[[ GIVEN DATA open ]]

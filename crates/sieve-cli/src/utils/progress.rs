use indicatif::{ProgressBar, ProgressState, ProgressStyle};
use std::sync::{Arc, Mutex};
use std::time::Duration;
use stoichsieve::engine::progress::{Progress, ProgressCallback};
use tracing::warn;

const SPINNER_TICK_MS: u64 = 80;

/// Bridges the core [`ProgressReporter`](stoichsieve::engine::progress::ProgressReporter)
/// events onto an indicatif bar: phases render as a spinner, candidate
/// sweeps as a determinate bar sized by the raw candidate count.
#[derive(Clone)]
pub struct CliProgressHandler {
    pb: Arc<Mutex<ProgressBar>>,
}

impl CliProgressHandler {
    pub fn new() -> Self {
        let pb = ProgressBar::new(0)
            .with_style(Self::spinner_style())
            .with_message("Initializing...");
        pb.set_draw_target(indicatif::ProgressDrawTarget::stderr());
        pb.disable_steady_tick();
        pb.finish_and_clear();

        Self {
            pb: Arc::new(Mutex::new(pb)),
        }
    }

    pub fn callback(&self) -> ProgressCallback<'static> {
        let pb = self.pb.clone();

        Box::new(move |progress: Progress| {
            let Ok(pb) = pb.lock() else {
                warn!("Progress bar mutex was poisoned. Cannot update progress.");
                return;
            };

            match progress {
                Progress::PhaseStart { name } => {
                    pb.reset();
                    pb.set_length(0);
                    pb.set_style(Self::spinner_style());
                    pb.enable_steady_tick(Duration::from_millis(SPINNER_TICK_MS));
                    pb.set_message(name.to_string());
                }
                Progress::PhaseFinish => {
                    pb.disable_steady_tick();
                    pb.finish_with_message("✓ Done");
                }
                Progress::ScreenStart { candidates } => {
                    pb.disable_steady_tick();
                    pb.reset();
                    pb.set_length(candidates);
                    pb.set_position(0);
                    pb.set_style(Self::bar_style());
                    pb.set_message("Screening");
                }
                Progress::CandidateScreened => {
                    pb.inc(1);
                }
                Progress::ScreenFinish => {
                    if pb.position() < pb.length().unwrap_or(0) {
                        pb.set_position(pb.length().unwrap_or(0));
                    }
                    pb.finish();
                }
                Progress::Message(msg) => {
                    if !pb.is_finished() {
                        pb.println(format!("  {}", msg));
                    } else {
                        pb.set_message(msg);
                    }
                }
            }
        })
    }

    fn spinner_style() -> ProgressStyle {
        ProgressStyle::with_template("{spinner:.green} {msg}")
            .expect("Failed to create spinner style template")
    }

    fn bar_style() -> ProgressStyle {
        ProgressStyle::with_template("{msg:<12} [{bar:40.cyan/blue}] {pos}/{len} ({eta})")
            .expect("Failed to create bar style template")
            .with_key(
                "eta",
                |state: &ProgressState, w: &mut dyn std::fmt::Write| {
                    write!(w, "{:.1}s", state.eta().as_secs_f64()).unwrap()
                },
            )
            .progress_chars("##-")
    }
}

impl Default for CliProgressHandler {
    fn default() -> Self {
        Self::new()
    }
}

#[cfg(test)]
mod tests {
    use super::*;

    #[test]
    fn handler_initializes_in_a_clean_state() {
        let handler = CliProgressHandler::new();
        let pb = handler.pb.lock().unwrap();
        assert_eq!(pb.length(), Some(0));
        assert!(pb.is_finished());
    }

    #[test]
    fn callback_tracks_a_screening_sweep() {
        let handler = CliProgressHandler::new();
        let callback = handler.callback();

        callback(Progress::PhaseStart {
            name: "Binary Screening",
        });
        {
            let pb = handler.pb.lock().unwrap();
            assert_eq!(pb.message(), "Binary Screening");
            assert!(!pb.is_finished());
        }

        callback(Progress::ScreenStart { candidates: 9 });
        {
            let pb = handler.pb.lock().unwrap();
            assert_eq!(pb.length(), Some(9));
            assert_eq!(pb.position(), 0);
        }

        callback(Progress::CandidateScreened);
        {
            let pb = handler.pb.lock().unwrap();
            assert_eq!(pb.position(), 1);
        }

        callback(Progress::ScreenFinish);
        {
            let pb = handler.pb.lock().unwrap();
            assert!(pb.is_finished());
            assert_eq!(pb.position(), 9);
        }

        callback(Progress::PhaseFinish);
        {
            let pb = handler.pb.lock().unwrap();
            assert_eq!(pb.message(), "✓ Done");
        }
    }

    #[test]
    fn callback_is_safe_to_call_from_another_thread() {
        let handler = CliProgressHandler::new();
        let callback = handler.callback();

        std::thread::spawn(move || {
            callback(Progress::PhaseStart { name: "Threaded" });
            callback(Progress::CandidateScreened);
            callback(Progress::PhaseFinish);
        })
        .join()
        .unwrap();

        let pb = handler.pb.lock().unwrap();
        assert!(pb.is_finished());
        assert_eq!(pb.message(), "✓ Done");
    }
}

[[ GIVEN DATA closed ]]

## EXERCISE OBJECTIVE:
Whatever else the listing above holds, retype exactly only the lines from the one containing "to create spinner" to the one containing "w: &mut dyn", both ends kept.

## SOLUTION TO THIS PROBLEM:
            .expect("Failed to create spinner style template")
    }

    fn bar_style() -> ProgressStyle {
        ProgressStyle::with_template("{msg:<12} [{bar:40.cyan/blue}] {pos}/{len} ({eta})")
            .expect("Failed to create bar style template")
            .with_key(
                "eta",
                |state: &ProgressState, w: &mut dyn std::fmt::Write| {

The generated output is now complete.